PROVIDED INFORMATION ▸

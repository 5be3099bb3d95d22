//! Common error types for ORA

use thiserror::Error;

/// Common result type for ORA operations
pub type Result<T> = std::result::Result<T, Error>;

/// Common error types across the ORA tools
#[derive(Error, Debug)]
pub enum Error {
    /// Database operation error (wraps mongodb::error::Error)
    #[error("Database error: {0}")]
    Database(#[from] mongodb::error::Error),

    /// Document could not be encoded to BSON
    #[error("BSON encode error: {0}")]
    BsonEncode(#[from] bson::ser::Error),

    /// Document returned by the database did not match the expected shape
    #[error("BSON decode error: {0}")]
    BsonDecode(#[from] bson::de::Error),

    /// CSV reading or decoding error
    #[error("CSV error: {0}")]
    Csv(#[from] csv::Error),

    /// I/O operation error (wraps std::io::Error)
    #[error("IO error: {0}")]
    Io(#[from] std::io::Error),

    /// Configuration loading or validation error
    #[error("Configuration error: {0}")]
    Config(String),

    /// Requested resource not found
    #[error("Not found: {0}")]
    NotFound(String),

    /// Invalid user input or request parameter
    #[error("Invalid input: {0}")]
    InvalidInput(String),

    /// Internal error
    #[error("Internal error: {0}")]
    Internal(String),
}
//! Cache inspection and control

use axum::{
    extract::{rejection::JsonRejection, State},
    Json,
};
use serde::{Deserialize, Serialize};
use tracing::info;

use crate::cache::CacheStatus;
use crate::error::ApiResult;
use crate::AppState;

/// Body of `PUT /api/cache`
#[derive(Debug, Deserialize)]
pub struct SetTtlRequest {
    pub ttl_secs: u64,
}

#[derive(Debug, Serialize)]
pub struct ClearResponse {
    pub cleared: usize,
}

/// GET /api/cache
pub async fn get_cache_status(State(state): State<AppState>) -> Json<CacheStatus> {
    Json(state.cache.status())
}

/// PUT /api/cache
///
/// Values outside 60..=3600 are clamped; the response carries the window in
/// effect. A body that is not `{"ttl_secs": <integer>}` is a 400.
pub async fn set_cache_ttl(
    State(state): State<AppState>,
    request: Result<Json<SetTtlRequest>, JsonRejection>,
) -> ApiResult<Json<CacheStatus>> {
    let Json(request) = request?;
    let applied = state.cache.set_ttl(request.ttl_secs);
    info!(requested = request.ttl_secs, applied, "Cache window changed");
    Ok(Json(state.cache.status()))
}

/// POST /api/cache/clear
pub async fn clear_cache(State(state): State<AppState>) -> Json<ClearResponse> {
    let cleared = state.cache.clear();
    info!(cleared, "Cache cleared");
    Json(ClearResponse { cleared })
}
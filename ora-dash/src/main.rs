//! ora-dash - Online Retail Analytics dashboard
//!
//! Web UI over the aggregation queries, with results cached for a
//! configurable window (default 5 minutes).

use anyhow::{Context, Result};
use clap::Parser;
use ora_common::cli::DatabaseArgs;
use ora_common::config::{load_dotenv, ConfigResolver};
use ora_common::db::{MongoStore, RecordStore};
use ora_dash::{build_router, init_tracing, AppState};
use std::sync::Arc;
use tokio::signal;
use tracing::info;

/// Command-line arguments for ora-dash
#[derive(Parser, Debug)]
#[command(name = "ora-dash")]
#[command(about = "Online Retail Analytics dashboard")]
#[command(version)]
struct Args {
    #[command(flatten)]
    db: DatabaseArgs,

    /// Listen address (overrides ORA_DASH_BIND)
    #[arg(long, value_name = "ADDR")]
    bind: Option<String>,

    /// Result cache window in seconds, 60-3600 (overrides ORA_CACHE_TTL_SECS)
    #[arg(long, value_name = "SECS")]
    cache_ttl: Option<u64>,
}

#[tokio::main]
async fn main() -> Result<()> {
    let dotenv_path = load_dotenv();
    let args = Args::parse();

    let mut overrides = args.db.overrides();
    overrides.dashboard_bind = args.bind.clone();
    overrides.cache_ttl_secs = args.cache_ttl;
    let config = ConfigResolver::new(overrides)
        .resolve()
        .context("Failed to resolve configuration")?;

    init_tracing(&config.log_level);

    info!("{}", ora_common::build_info!().banner("ORA dashboard", "ora-dash"));
    if let Some(path) = dotenv_path {
        info!("Loaded environment from {}", path.display());
    }
    info!("Database: {}", config.redacted_uri());

    let store = MongoStore::connect(&config)
        .await
        .context("Failed to connect to MongoDB")?;
    info!("Connected to {}", store.namespace());

    let state = AppState::new(Arc::new(store.clone()), config.cache_ttl_secs);
    info!("Result cache window: {}s", state.cache.ttl().as_secs());
    let app = build_router(state);

    let listener = tokio::net::TcpListener::bind(&config.dashboard_bind)
        .await
        .with_context(|| format!("Failed to bind {}", config.dashboard_bind))?;
    info!("ora-dash listening on http://{}", config.dashboard_bind);
    info!("Health check: http://{}/health", config.dashboard_bind);

    axum::serve(listener, app)
        .with_graceful_shutdown(shutdown_signal())
        .await
        .context("Server error")?;

    store.shutdown().await;
    info!("Server shutdown complete");
    Ok(())
}

/// Graceful shutdown signal handler
async fn shutdown_signal() {
    let ctrl_c = async {
        if let Err(e) = signal::ctrl_c().await {
            tracing::error!("Failed to install Ctrl+C handler: {}", e);
            std::future::pending::<()>().await;
        }
    };

    #[cfg(unix)]
    let terminate = async {
        match signal::unix::signal(signal::unix::SignalKind::terminate()) {
            Ok(mut sig) => {
                sig.recv().await;
            }
            Err(e) => {
                tracing::error!("Failed to install SIGTERM handler: {}", e);
                std::future::pending::<()>().await;
            }
        }
    };

    #[cfg(not(unix))]
    let terminate = std::future::pending::<()>();

    tokio::select! {
        _ = ctrl_c => {
            info!("Received Ctrl+C, shutting down");
        },
        _ = terminate => {
            info!("Received terminate signal, shutting down");
        },
    }
}
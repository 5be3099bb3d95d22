//! Aggregation layer: KPIs, rankings, trends and distributions
//!
//! Every query is read-only and stateless. The stage lists live in
//! [`pipelines`]; this module runs them through a [`RecordStore`] and decodes
//! the result documents into typed rows.

use bson::{doc, Bson, Document};
use chrono::{DateTime, Utc};
use ora_common::db::{bson_number, RecordStore};
use ora_common::{Result, SourceId};
use serde::de::DeserializeOwned;
use serde::{Deserialize, Serialize};
use std::collections::BTreeMap;
use std::sync::Arc;

pub mod pipelines;

/// The six headline numbers
#[derive(Debug, Clone, Default, PartialEq, Serialize, Deserialize)]
pub struct Kpis {
    pub total_revenue: f64,
    pub total_orders: u64,
    pub unique_customers: u64,
    pub average_order_value: f64,
    pub total_items_sold: i64,
    pub unique_countries: u64,
}

#[derive(Debug, Clone, PartialEq, Serialize, Deserialize)]
pub struct ProductRevenue {
    pub stock_code: String,
    #[serde(default)]
    pub product_name: Option<String>,
    pub revenue: f64,
    pub quantity: i64,
    pub orders: i64,
    pub avg_price: f64,
}

#[derive(Debug, Clone, PartialEq, Serialize, Deserialize)]
pub struct CountryRevenue {
    pub country: String,
    pub revenue: f64,
    pub orders: i64,
    pub unique_customers: i64,
}

#[derive(Debug, Clone, PartialEq, Serialize, Deserialize)]
pub struct CustomerRevenue {
    pub customer_id: String,
    pub revenue: f64,
    pub orders: i64,
    #[serde(default)]
    pub items: i64,
    pub avg_order_value: f64,
    #[serde(default)]
    pub countries: Vec<String>,
}

#[derive(Debug, Clone, PartialEq, Serialize, Deserialize)]
pub struct DailyPoint {
    pub date: String,
    pub revenue: f64,
    pub orders: i64,
}

/// Mean, peak and lowest of the daily revenue series
#[derive(Debug, Clone, Copy, PartialEq, Serialize, Deserialize)]
pub struct DailySummary {
    pub mean: f64,
    pub peak: f64,
    pub lowest: f64,
}

#[derive(Debug, Clone, PartialEq, Serialize, Deserialize)]
pub struct DailyRevenue {
    pub days: Vec<DailyPoint>,
    /// Absent when there are no days
    pub summary: Option<DailySummary>,
}

#[derive(Debug, Clone, PartialEq, Serialize, Deserialize)]
pub struct MonthlyPoint {
    pub month: String,
    pub revenue: f64,
    pub orders: i64,
    pub customers: i64,
}

#[derive(Debug, Clone, PartialEq, Serialize, Deserialize)]
pub struct SourceRevenue {
    pub source: String,
    pub revenue: f64,
    pub orders: i64,
    /// Absent for a source whose records carry no amount (customers)
    #[serde(default)]
    pub avg_order: Option<f64>,
}

#[derive(Debug, Clone, PartialEq, Serialize, Deserialize)]
pub struct CountryCustomers {
    pub country: String,
    pub customer_count: i64,
}

/// One order value histogram bar
#[derive(Debug, Clone, PartialEq, Serialize, Deserialize)]
pub struct OrderValueBucket {
    /// `0-10`, `10-50`, ..., `500-10000` or `other`
    pub range: String,
    /// Inclusive lower boundary; `None` for the `other` bucket
    pub lower_bound: Option<f64>,
    pub count: i64,
    pub avg: Option<f64>,
    pub total: f64,
}

#[derive(Debug, Clone, PartialEq, Serialize, Deserialize)]
pub struct CustomerSegment {
    pub segment: String,
    pub customers: i64,
    pub revenue: f64,
    pub avg_per_customer: f64,
}

#[derive(Debug, Clone, PartialEq, Serialize, Deserialize)]
pub struct ProductPerformance {
    pub stock_code: String,
    #[serde(default)]
    pub description: Option<String>,
    pub revenue: f64,
    pub quantity: i64,
    pub orders: i64,
    pub avg_price: f64,
    pub turnover: f64,
}

/// Runs the dashboard queries against a [`RecordStore`]
pub struct Aggregations<S: RecordStore + ?Sized = dyn RecordStore> {
    store: Arc<S>,
}

impl<S: RecordStore + ?Sized> Aggregations<S> {
    pub fn new(store: Arc<S>) -> Self {
        Self { store }
    }

    pub fn store(&self) -> &S {
        &self.store
    }

    // KPIs

    pub async fn total_revenue(&self) -> Result<f64> {
        self.scalar(pipelines::total_revenue(), "total").await
    }

    pub async fn total_orders(&self) -> Result<u64> {
        self.store.count_documents(Document::new()).await
    }

    pub async fn unique_customers(&self) -> Result<u64> {
        self.count(pipelines::unique_customers()).await
    }

    pub async fn average_order_value(&self) -> Result<f64> {
        self.scalar(pipelines::average_order_value(), "avg_value").await
    }

    pub async fn total_items_sold(&self) -> Result<i64> {
        Ok(self.scalar(pipelines::total_items_sold(), "total_items").await? as i64)
    }

    pub async fn unique_countries(&self) -> Result<u64> {
        self.count(pipelines::unique_countries()).await
    }

    pub async fn all_kpis(&self) -> Result<Kpis> {
        Ok(Kpis {
            total_revenue: self.total_revenue().await?,
            total_orders: self.total_orders().await?,
            unique_customers: self.unique_customers().await?,
            average_order_value: self.average_order_value().await?,
            total_items_sold: self.total_items_sold().await?,
            unique_countries: self.unique_countries().await?,
        })
    }

    // Rankings

    pub async fn top_products(&self, limit: i64) -> Result<Vec<ProductRevenue>> {
        self.rows(pipelines::top_products(limit)).await
    }

    pub async fn top_countries(&self, limit: i64) -> Result<Vec<CountryRevenue>> {
        self.rows(pipelines::top_countries(limit)).await
    }

    pub async fn top_customers(&self, limit: i64) -> Result<Vec<CustomerRevenue>> {
        self.rows(pipelines::top_customers(limit)).await
    }

    // Trends

    pub async fn daily_revenue(&self) -> Result<DailyRevenue> {
        let days: Vec<DailyPoint> = self.rows(pipelines::daily_revenue()).await?;
        let summary = summarize_daily(&days);
        Ok(DailyRevenue { days, summary })
    }

    pub async fn monthly_revenue(&self) -> Result<Vec<MonthlyPoint>> {
        self.rows(pipelines::monthly_revenue()).await
    }

    // Distributions

    pub async fn revenue_by_source(&self) -> Result<Vec<SourceRevenue>> {
        self.rows(pipelines::revenue_by_source()).await
    }

    pub async fn customers_by_country(&self) -> Result<Vec<CountryCustomers>> {
        self.rows(pipelines::customers_by_country()).await
    }

    pub async fn order_value_distribution(&self) -> Result<Vec<OrderValueBucket>> {
        let docs = self.store.aggregate(pipelines::order_value_distribution()).await?;
        Ok(docs.iter().map(decode_bucket).collect())
    }

    // Analytics

    pub async fn customer_segmentation(&self) -> Result<Vec<CustomerSegment>> {
        self.rows(pipelines::customer_segmentation()).await
    }

    pub async fn product_performance(&self) -> Result<Vec<ProductPerformance>> {
        self.rows(pipelines::product_performance()).await
    }

    // Verification

    /// Document count per source, in source order
    pub async fn documents_per_source(&self) -> Result<Vec<(SourceId, u64)>> {
        let mut counts = Vec::with_capacity(SourceId::ALL.len());
        for source in SourceId::ALL {
            let n = self
                .store
                .count_documents(doc! { "source.sourceId": source.as_str() })
                .await?;
            counts.push((source, n));
        }
        Ok(counts)
    }

    /// Revenue keyed by `source.sourceId`
    pub async fn revenue_per_source(&self) -> Result<BTreeMap<String, f64>> {
        self.keyed(pipelines::revenue_per_source(), "revenue").await
    }

    /// Distinct customers keyed by `source.sourceId`
    pub async fn customers_per_source(&self) -> Result<BTreeMap<String, f64>> {
        self.keyed(pipelines::customers_per_source(), "count").await
    }

    pub async fn distinct_products(&self) -> Result<u64> {
        self.count(pipelines::distinct_products()).await
    }

    /// Earliest and latest `eventTime`, `None` on an empty collection
    pub async fn event_time_range(&self) -> Result<Option<(DateTime<Utc>, DateTime<Utc>)>> {
        let docs = self.store.aggregate(pipelines::event_time_range()).await?;
        let Some(first) = docs.first() else {
            return Ok(None);
        };

        match (first.get("min_date"), first.get("max_date")) {
            (Some(Bson::DateTime(min)), Some(Bson::DateTime(max))) => {
                Ok(Some((min.to_chrono(), max.to_chrono())))
            }
            _ => Ok(None),
        }
    }

    /// One raw document from `source`, for eyeballing the stored layout
    pub async fn sample_document(&self, source: SourceId) -> Result<Option<Document>> {
        self.store
            .find_one(doc! { "source.sourceId": source.as_str() })
            .await
    }

    // Decoding helpers

    async fn rows<T: DeserializeOwned>(&self, pipeline: Vec<Document>) -> Result<Vec<T>> {
        let docs = self.store.aggregate(pipeline).await?;
        docs.into_iter()
            .map(|d| Ok(bson::from_document(d)?))
            .collect()
    }

    /// Numeric `field` of the single result document, 0 when there is none
    async fn scalar(&self, pipeline: Vec<Document>, field: &str) -> Result<f64> {
        let docs = self.store.aggregate(pipeline).await?;
        Ok(docs
            .first()
            .and_then(|d| bson_number(d.get(field)))
            .unwrap_or(0.0))
    }

    /// Result of a pipeline ending in `$count: "count"`
    async fn count(&self, pipeline: Vec<Document>) -> Result<u64> {
        Ok(self.scalar(pipeline, "count").await? as u64)
    }

    async fn keyed(&self, pipeline: Vec<Document>, field: &str) -> Result<BTreeMap<String, f64>> {
        let docs = self.store.aggregate(pipeline).await?;
        Ok(docs
            .iter()
            .filter_map(|d| {
                let key = d.get_str("_id").ok()?;
                Some((key.to_string(), bson_number(d.get(field)).unwrap_or(0.0)))
            })
            .collect())
    }
}

/// Mean, peak and lowest daily revenue; `None` for an empty series
pub fn summarize_daily(days: &[DailyPoint]) -> Option<DailySummary> {
    if days.is_empty() {
        return None;
    }

    let total: f64 = days.iter().map(|d| d.revenue).sum();
    let peak = days.iter().map(|d| d.revenue).fold(f64::MIN, f64::max);
    let lowest = days.iter().map(|d| d.revenue).fold(f64::MAX, f64::min);

    Some(DailySummary {
        mean: total / days.len() as f64,
        peak,
        lowest,
    })
}

/// Human label for a `$bucket` boundary id
pub fn bucket_label(lower: f64) -> String {
    let bounds = pipelines::ORDER_VALUE_BOUNDARIES;
    let upper = bounds
        .iter()
        .map(|b| *b as f64)
        .find(|b| *b > lower);

    match upper {
        Some(upper) => format!("{}-{}", lower, upper),
        None => format!("{}+", lower),
    }
}

fn decode_bucket(d: &Document) -> OrderValueBucket {
    let lower_bound = bson_number(d.get("range"));
    let range = match lower_bound {
        Some(lower) => bucket_label(lower),
        None => d.get_str("range").unwrap_or("other").to_string(),
    };

    OrderValueBucket {
        range,
        lower_bound,
        count: bson_number(d.get("count")).unwrap_or(0.0) as i64,
        avg: bson_number(d.get("avg")),
        total: bson_number(d.get("total")).unwrap_or(0.0),
    }
}

#[cfg(test)]
mod tests {
    use super::*;

    fn point(date: &str, revenue: f64) -> DailyPoint {
        DailyPoint {
            date: date.to_string(),
            revenue,
            orders: 1,
        }
    }

    #[test]
    fn test_summarize_daily() {
        let days = vec![
            point("2011-12-07", 100.0),
            point("2011-12-08", 300.0),
            point("2011-12-09", 50.0),
        ];
        let summary = summarize_daily(&days).unwrap();
        assert_eq!(summary.peak, 300.0);
        assert_eq!(summary.lowest, 50.0);
        assert!((summary.mean - 150.0).abs() < 1e-9);

        assert_eq!(summarize_daily(&[]), None);
    }

    #[test]
    fn test_bucket_labels() {
        assert_eq!(bucket_label(0.0), "0-10");
        assert_eq!(bucket_label(10.0), "10-50");
        assert_eq!(bucket_label(500.0), "500-10000");
    }

    #[test]
    fn test_decode_bucket() {
        let numeric = doc! { "range": 50_i32, "count": 7_i32, "avg": 72.5, "total": 507.5 };
        let bucket = decode_bucket(&numeric);
        assert_eq!(bucket.range, "50-100");
        assert_eq!(bucket.lower_bound, Some(50.0));
        assert_eq!(bucket.count, 7);

        let other = doc! { "range": "other", "count": 3_i32, "avg": Bson::Null, "total": 0 };
        let bucket = decode_bucket(&other);
        assert_eq!(bucket.range, "other");
        assert_eq!(bucket.lower_bound, None);
        assert_eq!(bucket.avg, None);
        assert_eq!(bucket.total, 0.0);
    }
}
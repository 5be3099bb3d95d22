//! Headline KPI endpoint

use axum::{extract::State, Json};
use serde_json::Value;

use super::cached;
use crate::error::ApiResult;
use crate::AppState;

/// GET /api/kpi
///
/// Total revenue, orders, unique customers, average order value, items sold
/// and country count in one object.
pub async fn get_kpis(State(state): State<AppState>) -> ApiResult<Json<Value>> {
    let aggs = state.aggregations.clone();
    cached(&state, "kpi", || async move { aggs.all_kpis().await }).await
}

PROBLEM ▸ The response must give every line from the material above that holds the string "JsonRejection".

RESULT FOR THIS EXERCISE ▸
    extract::{rejection::JsonRejection, State},
    request: Result<Json<SetTtlRequest>, JsonRejection>,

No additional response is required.